━━━ Excerpted data

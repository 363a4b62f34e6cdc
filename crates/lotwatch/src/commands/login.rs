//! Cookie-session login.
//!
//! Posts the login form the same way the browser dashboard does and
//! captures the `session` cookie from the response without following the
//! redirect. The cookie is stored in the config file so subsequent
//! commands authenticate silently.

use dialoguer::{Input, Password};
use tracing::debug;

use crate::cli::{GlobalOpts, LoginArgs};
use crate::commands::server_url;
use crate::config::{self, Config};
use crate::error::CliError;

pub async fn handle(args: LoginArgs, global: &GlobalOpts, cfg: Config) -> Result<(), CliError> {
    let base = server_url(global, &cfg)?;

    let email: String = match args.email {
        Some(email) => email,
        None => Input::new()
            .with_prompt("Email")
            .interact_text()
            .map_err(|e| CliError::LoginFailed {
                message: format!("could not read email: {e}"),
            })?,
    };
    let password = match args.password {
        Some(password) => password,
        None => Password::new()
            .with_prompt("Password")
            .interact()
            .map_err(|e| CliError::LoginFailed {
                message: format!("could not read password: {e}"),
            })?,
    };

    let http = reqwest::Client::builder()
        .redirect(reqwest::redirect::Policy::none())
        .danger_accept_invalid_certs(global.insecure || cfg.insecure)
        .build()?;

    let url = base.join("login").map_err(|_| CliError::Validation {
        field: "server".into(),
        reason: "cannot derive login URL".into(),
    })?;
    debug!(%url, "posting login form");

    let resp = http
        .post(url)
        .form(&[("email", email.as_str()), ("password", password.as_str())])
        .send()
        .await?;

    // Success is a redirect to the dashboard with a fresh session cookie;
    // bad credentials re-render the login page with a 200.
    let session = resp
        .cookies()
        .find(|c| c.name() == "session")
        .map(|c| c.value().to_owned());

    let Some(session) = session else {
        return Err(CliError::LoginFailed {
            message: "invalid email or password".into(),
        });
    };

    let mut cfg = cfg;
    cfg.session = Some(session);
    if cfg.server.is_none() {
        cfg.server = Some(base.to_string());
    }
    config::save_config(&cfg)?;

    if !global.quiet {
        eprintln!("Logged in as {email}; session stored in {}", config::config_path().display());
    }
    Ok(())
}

━━━━━━

_Task requirements_
Could you copy out all the material word for word?

_Written response_
repository 363a4b62f34e6cdc
filename crates/lotwatch/src/commands/login.rs
//! Cookie-session login.
//!
//! Posts the login form the same way the browser dashboard does and
//! captures the `session` cookie from the response without following the
//! redirect. The cookie is stored in the config file so subsequent
//! commands authenticate silently.

use dialoguer::{Input, Password};
use tracing::debug;

use crate::cli::{GlobalOpts, LoginArgs};
use crate::commands::server_url;
use crate::config::{self, Config};
use crate::error::CliError;

pub async fn handle(args: LoginArgs, global: &GlobalOpts, cfg: Config) -> Result<(), CliError> {
    let base = server_url(global, &cfg)?;

    let email: String = match args.email {
        Some(email) => email,
        None => Input::new()
            .with_prompt("Email")
            .interact_text()
            .map_err(|e| CliError::LoginFailed {
                message: format!("could not read email: {e}"),
            })?,
    };
    let password = match args.password {
        Some(password) => password,
        None => Password::new()
            .with_prompt("Password")
            .interact()
            .map_err(|e| CliError::LoginFailed {
                message: format!("could not read password: {e}"),
            })?,
    };

    let http = reqwest::Client::builder()
        .redirect(reqwest::redirect::Policy::none())
        .danger_accept_invalid_certs(global.insecure || cfg.insecure)
        .build()?;

    let url = base.join("login").map_err(|_| CliError::Validation {
        field: "server".into(),
        reason: "cannot derive login URL".into(),
    })?;
    debug!(%url, "posting login form");

    let resp = http
        .post(url)
        .form(&[("email", email.as_str()), ("password", password.as_str())])
        .send()
        .await?;

    // Success is a redirect to the dashboard with a fresh session cookie;
    // bad credentials re-render the login page with a 200.
    let session = resp
        .cookies()
        .find(|c| c.name() == "session")
        .map(|c| c.value().to_owned());

    let Some(session) = session else {
        return Err(CliError::LoginFailed {
            message: "invalid email or password".into(),
        });
    };

    let mut cfg = cfg;
    cfg.session = Some(session);
    if cfg.server.is_none() {
        cfg.server = Some(base.to_string());
    }
    config::save_config(&cfg)?;

    if !global.quiet {
        eprintln!("Logged in as {email}; session stored in {}", config::config_path().display());
    }
    Ok(())
}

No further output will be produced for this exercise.